Task item ▸ Search the material and gather each line with "from" in it.

Records for the task ▸
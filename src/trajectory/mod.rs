mod cache;
mod generator;
mod types;

pub use cache::{TrajectoryCache, TrajectoryResult};
pub use generator::{TrajectoryGenerator, DEFAULT_SATELLITE_RADIUS, DEFAULT_SEGMENTS};
pub use types::{Trajectory, TrajectoryPoint};
use super::types::{Trajectory, TrajectoryPoint};
use crate::geometry::spherical_to_cartesian;
use crate::pass::{look_angle_at_progress, PassError, PassRecord};

pub const DEFAULT_SEGMENTS: usize = 100;
pub const DEFAULT_SATELLITE_RADIUS: f64 = 1.2;

/// Samples a pass at a fixed resolution onto the satellite shell.
#[derive(Debug, Clone, Copy, PartialEq)]
pub struct TrajectoryGenerator {
    pub segments: usize,
    pub radius: f64,
}

impl Default for TrajectoryGenerator {
    fn default() -> Self {
        Self {
            segments: DEFAULT_SEGMENTS,
            radius: DEFAULT_SATELLITE_RADIUS,
        }
    }
}

impl TrajectoryGenerator {
    pub fn new(segments: usize, radius: f64) -> Self {
        Self {
            segments: segments.max(1),
            radius,
        }
    }

    /// Build the full start-to-end arc. Samples below the horizon, above
    /// zenith, or with non-finite coordinates are dropped.
    pub fn generate(&self, pass: &PassRecord) -> Result<Trajectory, PassError> {
        pass.validate()?;

        let mut points = Vec::with_capacity(self.segments + 1);
        let mut dropped = 0usize;

        for index in 0..=self.segments {
            let t = index as f64 / self.segments as f64;
            let angle = look_angle_at_progress(pass, t);

            if !(0.0..=90.0).contains(&angle.elevation_deg) {
                dropped += 1;
                continue;
            }

            let position = spherical_to_cartesian(angle.azimuth_deg, angle.elevation_deg, self.radius);
            if !position.is_finite() {
                dropped += 1;
                continue;
            }

            points.push(TrajectoryPoint {
                index,
                t,
                azimuth_deg: angle.azimuth_deg,
                elevation_deg: angle.elevation_deg,
                position,
            });
        }

        if dropped > 0 {
            log::debug!("Dropped {} of {} trajectory samples", dropped, self.segments + 1);
        }

        Ok(Trajectory {
            segments: self.segments,
            points,
        })
    }
}

#[cfg(test)]
mod tests {
    use super::*;
    use crate::geometry::{cartesian_to_spherical, Point3};
    use crate::pass::reference_pass;

    #[test]
    fn test_reference_pass_shape() {
        let trajectory = TrajectoryGenerator::default().generate(&reference_pass()).unwrap();
        assert_eq!(trajectory.len(), DEFAULT_SEGMENTS + 1);

        let first = trajectory.points.first().unwrap();
        let last = trajectory.points.last().unwrap();
        assert!(first.elevation_deg.abs() < 1e-9);
        assert!(last.elevation_deg.abs() < 1e-9);

        let peak = trajectory
            .points
            .iter()
            .max_by(|a, b| a.elevation_deg.total_cmp(&b.elevation_deg))
            .unwrap();
        assert!((peak.elevation_deg - 45.0).abs() < 1e-9);
        assert_eq!(peak.index, DEFAULT_SEGMENTS / 2);
    }

    #[test]
    fn test_points_are_ordered_and_on_shell() {
        let trajectory = TrajectoryGenerator::new(20, 1.2).generate(&reference_pass()).unwrap();
        for pair in trajectory.points.windows(2) {
            assert!(pair[0].index < pair[1].index);
        }
        for p in &trajectory.points {
            assert!((p.position.norm() - 1.2).abs() < 1e-9);
        }
    }

    #[test]
    fn test_positions_invert_to_look_angles() {
        let trajectory = TrajectoryGenerator::new(10, 1.2).generate(&reference_pass()).unwrap();
        for p in &trajectory.points[1..trajectory.len() - 1] {
            let back = cartesian_to_spherical(p.position).unwrap();
            assert!((back.elevation_deg - p.elevation_deg).abs() < 1e-9);
            assert!((back.azimuth_deg - p.azimuth_deg).abs() < 1e-6);
        }
    }

    #[test]
    fn test_invalid_pass_is_rejected() {
        let mut pass = reference_pass();
        pass.end_time = -10;
        assert!(TrajectoryGenerator::default().generate(&pass).is_err());
    }

    #[test]
    fn test_samples_below_horizon_are_skipped() {
        let mut pass = reference_pass();
        pass.start_elevation = -0.4;
        let trajectory = TrajectoryGenerator::new(10, 1.2).generate(&pass).unwrap();
        assert_eq!(trajectory.len(), 10);
        assert_eq!(trajectory.points[0].index, 1);
        assert_ne!(trajectory.points[0].position, Point3::new(0.0, 0.0, 0.0));
    }

    #[test]
    fn test_non_finite_positions_are_skipped() {
        for radius in [f64::NAN, f64::INFINITY] {
            let trajectory = TrajectoryGenerator::new(10, radius)
                .generate(&reference_pass())
                .unwrap();
            assert!(trajectory.is_empty());
            assert_eq!(trajectory.segments, 10);
            assert!(trajectory.sample_at(0.5).is_none());
        }
    }
}
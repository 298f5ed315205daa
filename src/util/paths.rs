//! Where config and logs live.
//!
//! Everything hangs off one data directory, `~/.wumpus-replay` unless
//! `--data-dir` says otherwise.

use std::path::PathBuf;
use std::sync::OnceLock;

const DIR_NAME: &str = ".wumpus-replay";

static DATA_DIR: OnceLock<PathBuf> = OnceLock::new();

/// Pin the data directory for the rest of the process. Only the first call
/// wins; later calls are logged and ignored.
pub fn init_data_dir(custom_path: Option<PathBuf>) {
    let requested = custom_path.unwrap_or_else(default_data_dir);
    if let Err(requested) = DATA_DIR.set(requested) {
        tracing::debug!(
            requested = %requested.display(),
            current = %data_dir().display(),
            "Data directory already set"
        );
    }
}

fn default_data_dir() -> PathBuf {
    match dirs::home_dir() {
        Some(home) => home.join(DIR_NAME),
        None => PathBuf::from(DIR_NAME),
    }
}

pub fn data_dir() -> PathBuf {
    DATA_DIR.get().cloned().unwrap_or_else(default_data_dir)
}

pub fn logs_dir() -> PathBuf {
    data_dir().join("logs")
}

/// `<data_dir>/logs/wumpus-replay.log`
pub fn log_file_path() -> PathBuf {
    logs_dir().join("wumpus-replay.log")
}

/// `<data_dir>/config.toml`, created from the bundled example on first run
pub fn config_path() -> PathBuf {
    data_dir().join("config.toml")
}
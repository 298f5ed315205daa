use std::collections::VecDeque;

pub const WELCOME_MESSAGE: &str =
    "Welcome to Wumpus World (Simulated)! Please start the replay to begin.";

/// Bounded, newest-first log of human-readable replay messages.
///
/// Once `capacity` is reached the oldest entry is dropped for every push.
#[derive(Debug, Clone)]
pub struct MessageLog {
    entries: VecDeque<String>,
    capacity: usize,
}

impl MessageLog {
    pub fn new(capacity: usize) -> Self {
        let mut log = Self {
            entries: VecDeque::with_capacity(capacity),
            capacity: capacity.max(1),
        };
        log.reset();
        log
    }

    pub fn push(&mut self, message: impl Into<String>) {
        let message = message.into();
        tracing::info!(target: "wumpus_replay::messages", "{}", message);
        self.entries.push_front(message);
        self.entries.truncate(self.capacity);
    }

    /// Back to just the welcome line
    pub fn reset(&mut self) {
        self.entries.clear();
        self.entries.push_front(WELCOME_MESSAGE.to_string());
    }

    /// Keep only error lines and the welcome line
    pub fn retain_errors(&mut self) {
        self.entries
            .retain(|m| m.contains("ERROR") || m == WELCOME_MESSAGE);
    }

    /// Entries, newest first
    pub fn iter(&self) -> impl Iterator<Item = &str> {
        self.entries.iter().map(String::as_str)
    }

    pub fn latest(&self) -> Option<&str> {
        self.entries.front().map(String::as_str)
    }

    pub fn len(&self) -> usize {
        self.entries.len()
    }

    pub fn is_empty(&self) -> bool {
        self.entries.is_empty()
    }
}
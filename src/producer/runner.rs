use std::path::PathBuf;

use async_trait::async_trait;

use crate::producer::error::ProducerError;

/// What a successful producer run leaves behind
#[derive(Debug, Clone, Default)]
pub struct ProducerOutput {
    /// Where the trace artifact is expected
    pub trace_path: PathBuf,
    pub stdout: String,
    pub stderr: String,
}

impl ProducerOutput {
    pub fn new(trace_path: PathBuf) -> Self {
        Self {
            trace_path,
            stdout: String::new(),
            stderr: String::new(),
        }
    }
}

/// Source of agent traces.
///
/// `produce` is the only suspension point of a replay run. Callers bound it
/// with a timeout and drop the future when it expires, so implementations
/// must release their resources on drop (e.g. `kill_on_drop`).
#[async_trait]
pub trait TraceProducer: Send + Sync {
    /// Run the producer to completion
    async fn produce(&self) -> Result<ProducerOutput, ProducerError>;

    /// Check if the producer can run at all
    fn is_available(&self) -> bool;

    /// Short human-readable description for the message log
    fn describe(&self) -> String;
}
//! Timer state for auto-play.
//!
//! The host loop calls [`AutoPlay::is_due`] on every tick. Switching to
//! step mode or pausing drops the pending deadline, so nothing scheduled
//! before the switch can fire afterwards.

use std::time::{Duration, Instant};

#[derive(Debug, Clone, Copy, PartialEq, Eq)]
pub enum PlayMode {
    /// Rounds advance only on explicit request
    Step,
    /// Rounds advance every `delay`
    Auto,
}

impl PlayMode {
    pub fn as_str(&self) -> &'static str {
        match self {
            PlayMode::Step => "step",
            PlayMode::Auto => "auto",
        }
    }
}

#[derive(Debug, Clone)]
pub struct AutoPlay {
    mode: PlayMode,
    delay: Duration,
    /// Set while an auto-advance is scheduled
    last_advance: Option<Instant>,
}

impl AutoPlay {
    pub fn new(delay: Duration, step_mode: bool) -> Self {
        Self {
            mode: if step_mode { PlayMode::Step } else { PlayMode::Auto },
            delay,
            last_advance: None,
        }
    }

    pub fn mode(&self) -> PlayMode {
        self.mode
    }

    pub fn is_running(&self) -> bool {
        self.last_advance.is_some()
    }

    /// Schedule the next advance `delay` after `now`. No-op in step mode.
    pub fn arm(&mut self, now: Instant) {
        if self.mode == PlayMode::Auto {
            self.last_advance = Some(now);
        }
    }

    /// Drop any scheduled advance
    pub fn cancel(&mut self) {
        self.last_advance = None;
    }

    /// Restart the delay after an advance, if auto-play is running
    pub fn note_advance(&mut self, now: Instant) {
        if self.last_advance.is_some() {
            self.last_advance = Some(now);
        }
    }

    pub fn set_mode(&mut self, mode: PlayMode) {
        self.mode = mode;
        if mode == PlayMode::Step {
            self.cancel();
        }
    }

    pub fn is_due(&self, now: Instant) -> bool {
        self.mode == PlayMode::Auto
            && self
                .last_advance
                .is_some_and(|last| now.saturating_duration_since(last) >= self.delay)
    }
}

Task output ▸
        None => PathBuf::from(DIR_NAME),
/// `<data_dir>/config.toml`, created from the bundled example on first run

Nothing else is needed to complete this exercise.